Molly Ball has a sharp look at the likelihood that Dems will get heavily outspent in this election, a sharp contrast with 2008, when Barack Obama's campaign raised $750 million and blew John McCain out of the water. But after the failed Wisconsin recall and some eye-popping Republican fundraising totals, Democrats finally seem to realize they're in trouble:
Republicans will likely pour most of their spending into television ads, an effort Democrats believe they can combat on the cheap with a robust grassroots effort. (The air war vs. ground game issue is the subject of lively and perpetual debate in Democratic circles, with some fretting that a fetish for field organization leads the left to underfund the equally vital work of a blitz of nasty TV commercials.) But that will only work to a point, he said.
"We expect that the candidates we support will be outspent, but if they're outspent 7-to-1 across the board in November, then this is not the America of the last 200 years," Podhorzer said. "If that happens on a national scale, this is really not a democracy anymore."
To Republicans, who watched Obama raise and spend more than twice as much as John McCain did in 2008, Democrats' whining that all this money is somehow unfair is rather rich. "The president's team was hoping for a repeat of 2008, when financial muscle made it possible to spread out the battlefield and make a (successful) play for more states," Rove gloated in a recent Wall Street Journal column. "That won't happen this time."

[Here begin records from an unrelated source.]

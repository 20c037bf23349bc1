//! Almacén de snapshots del catálogo con recarga atómica.
//!
//! Los lectores obtienen el mapa actual sin bloqueo (`ArcSwap`). Una recarga
//! construye un mapa completo aparte y lo publica de una sola vez; mientras
//! tanto los lectores siguen viendo el anterior.

use std::collections::HashMap;
use std::path::{Path, PathBuf};
use std::sync::{Arc, Mutex, TryLockError};

use arc_swap::ArcSwap;
use tracing::{info, warn};

use crate::catalog::io::list_dataset_files;
use crate::catalog::snapshot::{CatalogSnapshot, SnapshotKey, SnapshotSummary};
use crate::error::{CatalogError, Result};

type SnapshotMap = HashMap<SnapshotKey, Arc<CatalogSnapshot>>;

#[derive(Debug)]
pub struct CatalogStore {
    dir: Option<PathBuf>,
    snapshots: ArcSwap<SnapshotMap>,
    reload_lock: Mutex<()>,
}

/// Carga todos los datasets del directorio. Falla si alguno no se puede leer
/// o si no hay ninguno.
pub fn load_snapshots(dir: &Path) -> Result<SnapshotMap> {
    let files = list_dataset_files(dir)?;
    if files.is_empty() {
        return Err(CatalogError::NoDatasets(dir.to_path_buf()));
    }

    let mut map: SnapshotMap = HashMap::with_capacity(files.len());
    for path in files {
        let snapshot = CatalogSnapshot::load(&path)?;
        let key = snapshot.key().clone();
        if map.insert(key.clone(), Arc::new(snapshot)).is_some() {
            warn!(snapshot = %key, file = %path.display(), "several datasets for the same period, keeping the last one");
        }
    }
    Ok(map)
}

impl CatalogStore {
    /// Carga inicial desde `dir`. Un error aquí debe abortar el arranque.
    pub fn open(dir: impl Into<PathBuf>) -> Result<Self> {
        let dir = dir.into();
        let map = load_snapshots(&dir)?;
        Ok(CatalogStore {
            dir: Some(dir),
            snapshots: ArcSwap::from_pointee(map),
            reload_lock: Mutex::new(()),
        })
    }

    /// Store en memoria, sin directorio de origen (no recargable).
    pub fn from_snapshots<I>(snapshots: I) -> Self
    where
        I: IntoIterator<Item = CatalogSnapshot>,
    {
        let map: SnapshotMap = snapshots
            .into_iter()
            .map(|s| (s.key().clone(), Arc::new(s)))
            .collect();
        CatalogStore {
            dir: None,
            snapshots: ArcSwap::from_pointee(map),
            reload_lock: Mutex::new(()),
        }
    }

    pub fn get(&self, key: &SnapshotKey) -> Option<Arc<CatalogSnapshot>> {
        self.snapshots.load().get(key).cloned()
    }

    /// Si sólo hay un snapshot cargado, ése.
    pub fn only(&self) -> Option<Arc<CatalogSnapshot>> {
        let map = self.snapshots.load();
        if map.len() == 1 { map.values().next().cloned() } else { None }
    }

    pub fn len(&self) -> usize {
        self.snapshots.load().len()
    }

    pub fn is_empty(&self) -> bool {
        self.snapshots.load().is_empty()
    }

    pub fn summaries(&self) -> Vec<SnapshotSummary> {
        let map = self.snapshots.load();
        let mut keys: Vec<&SnapshotKey> = map.keys().collect();
        keys.sort();
        keys.into_iter().map(|k| map[k].summary()).collect()
    }

    /// Reconstruye todos los snapshots desde disco y los publica de forma
    /// atómica. Sólo una recarga a la vez; si falla se conserva el estado
    /// anterior. Devuelve el número de snapshots publicados.
    pub fn reload(&self) -> Result<usize> {
        let _guard = match self.reload_lock.try_lock() {
            Ok(g) => g,
            Err(TryLockError::WouldBlock) => return Err(CatalogError::ReloadInProgress),
            Err(TryLockError::Poisoned(_)) => return Err(CatalogError::LockPoisoned),
        };
        let Some(dir) = self.dir.as_deref() else {
            // nada que releer: el store se creó en memoria
            return Ok(self.len());
        };

        info!(dir = %dir.display(), "catalog reload started");
        let map = load_snapshots(dir)?;
        let count = map.len();
        self.snapshots.store(Arc::new(map));
        info!(snapshots = count, "catalog reload finished");
        Ok(count)
    }

    /// Toma el cerrojo de recarga como lo haría una recarga en curso.
    #[cfg(test)]
    pub(crate) fn hold_reload_lock(&self) -> std::sync::MutexGuard<'_, ()> {
        self.reload_lock.lock().unwrap_or_else(|e| e.into_inner())
    }
}
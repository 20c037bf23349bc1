use std::collections::HashMap;
use std::fmt;
use std::path::{Path, PathBuf};
use std::sync::Arc;

use chrono::{DateTime, Utc};
use serde::{Deserialize, Serialize};
use tracing::{info, warn};

use crate::algorithm::text_search::TextIndex;
use crate::algorithm::trie::PrefixIndex;
use crate::catalog::io::{parse_year_term, read_dataset};
use crate::error::{CatalogError, Result};
use crate::models::CourseRecord;

/// Periodo de oferta: año ("25") y término ("fall", "spring", ...).
#[derive(Debug, Clone, PartialEq, Eq, Hash, PartialOrd, Ord, Serialize, Deserialize)]
pub struct SnapshotKey {
    pub year: String,
    pub term: String,
}

impl SnapshotKey {
    /// El término se guarda en minúsculas: "Fall" y "fall" son el mismo periodo.
    pub fn new(year: impl AsRef<str>, term: impl AsRef<str>) -> Self {
        SnapshotKey {
            year: year.as_ref().trim().to_string(),
            term: term.as_ref().trim().to_lowercase(),
        }
    }
}

impl fmt::Display for SnapshotKey {
    fn fmt(&self, f: &mut fmt::Formatter<'_>) -> fmt::Result {
        write!(f, "{}/{}", self.year, self.term)
    }
}

/// Catálogo inmutable de un periodo, con sus índices derivados.
#[derive(Debug)]
pub struct CatalogSnapshot {
    key: SnapshotKey,
    records: Vec<Arc<CourseRecord>>,
    by_code: HashMap<String, usize>,
    dept_by_code: HashMap<String, String>,
    prefix_index: PrefixIndex,
    text_index: TextIndex,
    loaded_at: DateTime<Utc>,
    source: Option<PathBuf>,
}

#[derive(Debug, Clone, Serialize)]
pub struct SnapshotSummary {
    pub year: String,
    pub term: String,
    pub courses: usize,
    pub loaded_at: DateTime<Utc>,
    pub source: Option<String>,
}

impl CatalogSnapshot {
    /// Construye el snapshot y sus índices a partir de los cursos, en orden.
    pub fn build(key: SnapshotKey, courses: Vec<CourseRecord>) -> Self {
        let records: Vec<Arc<CourseRecord>> = courses.into_iter().map(Arc::new).collect();

        let mut by_code: HashMap<String, usize> = HashMap::with_capacity(records.len());
        let mut dept_by_code: HashMap<String, String> = HashMap::with_capacity(records.len());
        for (pos, r) in records.iter().enumerate() {
            if by_code.contains_key(&r.code) {
                warn!(snapshot = %key, code = %r.code, "duplicate course code, keeping first record");
                continue;
            }
            by_code.insert(r.code.clone(), pos);
            dept_by_code.insert(r.code.clone(), r.dept_name().to_string());
        }

        let prefix_index = PrefixIndex::build(records.iter().cloned());
        let text_index = TextIndex::build(records.iter().cloned());

        CatalogSnapshot {
            key,
            records,
            by_code,
            dept_by_code,
            prefix_index,
            text_index,
            loaded_at: Utc::now(),
            source: None,
        }
    }

    /// Carga un dataset desde disco; year/term salen del nombre del fichero.
    pub fn load(path: &Path) -> Result<Self> {
        let file_name = path
            .file_name()
            .and_then(|s| s.to_str())
            .ok_or_else(|| CatalogError::FileName(path.display().to_string()))?;
        let key = parse_year_term(file_name)?;
        let courses = read_dataset(path)?;
        let mut snapshot = CatalogSnapshot::build(key, courses);
        snapshot.source = Some(path.to_path_buf());
        info!(
            snapshot = %snapshot.key,
            courses = snapshot.len(),
            file = %path.display(),
            "catalog snapshot loaded"
        );
        Ok(snapshot)
    }

    pub fn key(&self) -> &SnapshotKey {
        &self.key
    }

    pub fn len(&self) -> usize {
        self.records.len()
    }

    pub fn is_empty(&self) -> bool {
        self.records.is_empty()
    }

    /// Todos los cursos en el orden del dataset.
    pub fn records(&self) -> &[Arc<CourseRecord>] {
        &self.records
    }

    /// Un registro por código (el primero del dataset), en orden del dataset.
    pub fn unique_records(&self) -> impl Iterator<Item = &Arc<CourseRecord>> + '_ {
        self.records
            .iter()
            .enumerate()
            .filter(|(pos, r)| self.by_code.get(&r.code) == Some(pos))
            .map(|(_, r)| r)
    }

    pub fn get(&self, code: &str) -> Option<&Arc<CourseRecord>> {
        self.by_code.get(code).map(|&pos| &self.records[pos])
    }

    pub fn dept_name(&self, code: &str) -> Option<&str> {
        self.dept_by_code.get(code).map(|s| s.as_str())
    }

    pub fn prefix_index(&self) -> &PrefixIndex {
        &self.prefix_index
    }

    pub fn text_index(&self) -> &TextIndex {
        &self.text_index
    }

    pub fn summary(&self) -> SnapshotSummary {
        SnapshotSummary {
            year: self.key.year.clone(),
            term: self.key.term.clone(),
            courses: self.len(),
            loaded_at: self.loaded_at,
            source: self.source.as_ref().map(|p| p.display().to_string()),
        }
    }
}
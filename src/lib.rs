// Biblioteca raíz del crate `ufscheduler`.
// Búsqueda de cursos por prefijo (trie) y construcción del grafo de
// prerequisitos a partir del catálogo cargado en memoria.
pub mod algorithm;
pub mod api_json;
pub mod catalog;
pub mod config;
pub mod error;
pub mod models;
pub mod observability;
pub mod server;

/// Ejecuta el servidor HTTP (reexport para facilitar uso desde `main`)
pub use server::{AppState, run_server};

pub use algorithm::{SearchMode, build_dependency_graph, search_courses};
pub use catalog::{CatalogSnapshot, CatalogStore, SnapshotKey};
pub use config::ServerConfig;
pub use error::{CatalogError, RequestError};
pub use models::{CourseRecord, GraphOutput};
// --- UF Scheduler: búsqueda de cursos y grafo de prerequisitos ---

use tracing::{error, info};
use ufscheduler::observability::init_logging;
use ufscheduler::{AppState, CatalogStore, ServerConfig, run_server};

#[tokio::main]
async fn main() -> std::io::Result<()> {
    let config = ServerConfig::from_env();
    init_logging(config.log_format);
    info!(dir = %config.courses_dir.display(), "loading course catalog");

    // Sin catálogo completo no se sirve nada.
    let store = match CatalogStore::open(&config.courses_dir) {
        Ok(s) => s,
        Err(e) => {
            error!(error = %e, "failed to load course catalog");
            return Err(std::io::Error::other(e));
        }
    };

    run_server(AppState::new(store, config)).await
}
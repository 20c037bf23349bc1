pub mod handlers;

use serde::{Deserialize, Deserializer, Serialize};
use serde_json::Value;
use std::sync::Arc;

use crate::algorithm::SearchMode;
use crate::catalog::{CatalogSnapshot, CatalogStore, SnapshotKey};
use crate::error::RequestError;

pub const DEFAULT_ITEMS_PER_PAGE: i64 = 20;

fn default_items_per_page() -> i64 {
    DEFAULT_ITEMS_PER_PAGE
}

// El frontend manda el año a veces como texto ("25") y a veces como número (25).
fn string_or_number<'de, D>(deserializer: D) -> Result<Option<String>, D::Error>
where
    D: Deserializer<'de>,
{
    let v = Option::<Value>::deserialize(deserializer)?;
    Ok(match v {
        Some(Value::String(s)) if !s.trim().is_empty() => Some(s.trim().to_string()),
        Some(Value::Number(n)) => Some(n.to_string()),
        _ => None,
    })
}

/// Cuerpo de `POST /api/get_courses`
///
/// ```json
/// { "searchTerm": "COP 35", "itemsPerPage": 20, "startFrom": 0,
///   "year": "25", "term": "fall", "mode": "code" }
/// ```
///
/// - `searchTerm`: prefijo del código (modo `code`) o palabras clave (modo `text`)
/// - `itemsPerPage` / `startFrom`: paginación; valores negativos cuentan como 0
/// - `year` / `term`: periodo; si faltan se usa el snapshot por defecto
#[derive(Debug, Clone, Serialize, Deserialize)]
#[serde(rename_all = "camelCase")]
pub struct SearchRequest {
    #[serde(default)]
    pub search_term: String,
    #[serde(default = "default_items_per_page")]
    pub items_per_page: i64,
    #[serde(default)]
    pub start_from: i64,
    #[serde(default, deserialize_with = "string_or_number")]
    pub year: Option<String>,
    #[serde(default, deserialize_with = "string_or_number")]
    pub term: Option<String>,
    #[serde(default)]
    pub mode: SearchMode,
}

impl SearchRequest {
    /// (items_per_page, start_from) ya saneados; la página se limita a `max_page_size`.
    pub fn page(&self, max_page_size: usize) -> (usize, usize) {
        let items = usize::try_from(self.items_per_page.max(0)).unwrap_or(0).min(max_page_size);
        let start = usize::try_from(self.start_from.max(0)).unwrap_or(0);
        (items, start)
    }
}

/// Cuerpo de `POST /generate_a_list`
///
/// ```json
/// { "selectedMajor": "Computer & Information Science & Engineering",
///   "selectedCourses": ["COP3503C", "COT3100"], "year": "25", "term": "fall" }
/// ```
///
/// `selectedCourses` es obligatorio. Sin `selectedMajor` el grafo contiene
/// sólo los cursos aprobados.
#[derive(Debug, Clone, Serialize, Deserialize)]
#[serde(rename_all = "camelCase")]
pub struct GraphRequest {
    #[serde(default, alias = "selectedMajorServ")]
    pub selected_major: Option<String>,
    #[serde(default, alias = "selectedCoursesServ")]
    pub selected_courses: Option<Vec<String>>,
    #[serde(default, deserialize_with = "string_or_number")]
    pub year: Option<String>,
    #[serde(default, deserialize_with = "string_or_number")]
    pub term: Option<String>,
}

pub fn parse_search_request(body: Value) -> Result<SearchRequest, RequestError> {
    serde_json::from_value::<SearchRequest>(body).map_err(|e| RequestError::InvalidBody(e.to_string()))
}

pub fn parse_graph_request(body: Value) -> Result<GraphRequest, RequestError> {
    let req = serde_json::from_value::<GraphRequest>(body)
        .map_err(|e| RequestError::InvalidBody(e.to_string()))?;
    if req.selected_courses.is_none() {
        return Err(RequestError::MissingField("selectedCourses"));
    }
    Ok(req)
}

/// Resuelve el snapshot pedido.
///
/// - year y term presentes: ese periodo (`Ok(None)` si no está cargado)
/// - sólo uno de los dos: `MissingField` con el que falta
/// - ninguno: el periodo por defecto configurado, o el único snapshot
///   cargado si sólo hay uno; si no, `NoSnapshotSelected`
pub fn resolve_snapshot(
    store: &CatalogStore,
    default_key: Option<&SnapshotKey>,
    year: Option<&str>,
    term: Option<&str>,
) -> Result<Option<Arc<CatalogSnapshot>>, RequestError> {
    match (year, term) {
        (Some(y), Some(t)) => return Ok(store.get(&SnapshotKey::new(y, t))),
        (Some(_), None) => return Err(RequestError::MissingField("term")),
        (None, Some(_)) => return Err(RequestError::MissingField("year")),
        (None, None) => {}
    }
    if let Some(key) = default_key {
        return Ok(store.get(key));
    }
    match store.only() {
        Some(s) => Ok(Some(s)),
        None => Err(RequestError::NoSnapshotSelected),
    }
}
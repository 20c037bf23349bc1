//! Inicialización del logging estructurado.

use std::sync::Once;
use tracing_subscriber::{EnvFilter, fmt, layer::SubscriberExt, util::SubscriberInitExt};

static INIT: Once = Once::new();

#[derive(Debug, Clone, Copy, Default, PartialEq, Eq)]
pub enum LogFormat {
    Json,
    #[default]
    Pretty,
}

impl LogFormat {
    pub fn parse(s: &str) -> Self {
        if s.trim().eq_ignore_ascii_case("json") {
            LogFormat::Json
        } else {
            LogFormat::Pretty
        }
    }
}

/// Configura el subscriber global. `RUST_LOG` controla los niveles (por
/// defecto `info`). Llamadas posteriores no tienen efecto.
pub fn init_logging(format: LogFormat) {
    INIT.call_once(|| {
        let env_filter =
            EnvFilter::try_from_default_env().unwrap_or_else(|_| EnvFilter::new("info"));

        match format {
            LogFormat::Json => {
                tracing_subscriber::registry()
                    .with(env_filter)
                    .with(fmt::layer().json())
                    .init();
            }
            LogFormat::Pretty => {
                tracing_subscriber::registry()
                    .with(env_filter)
                    .with(fmt::layer().pretty())
                    .init();
            }
        }
    });
}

For Burton, the Obama super PAC strategist, it is something of a relief to see Democrats finally start to realize how dire their financial situation is. Priorities raised $4 million in May, its best haul to date and a near-match for Restore Our Future's $5 million. Thus far in June, the group has already beaten that number, Burton said, as events like Wisconsin make Democratic donors increasingly aware of the threat they're facing.
To be sure, money isn't everything. After all, when George W. Bush ran for re-election in 2004, Democratic power donors poured "soft money" into 527s, outside groups not all that different from Super PACs. These groups ran ads in battleground states and organized field campaigns that were supposed to help overcome the advantages of an incumbent president. That didn't happen.
But convincing some of those same donors to embrace Super PACs -- or at least tolerate them -- will be vital to Democrats' staying competitive on the television airwaves. Priorities' June fundraising suggests that may be happening.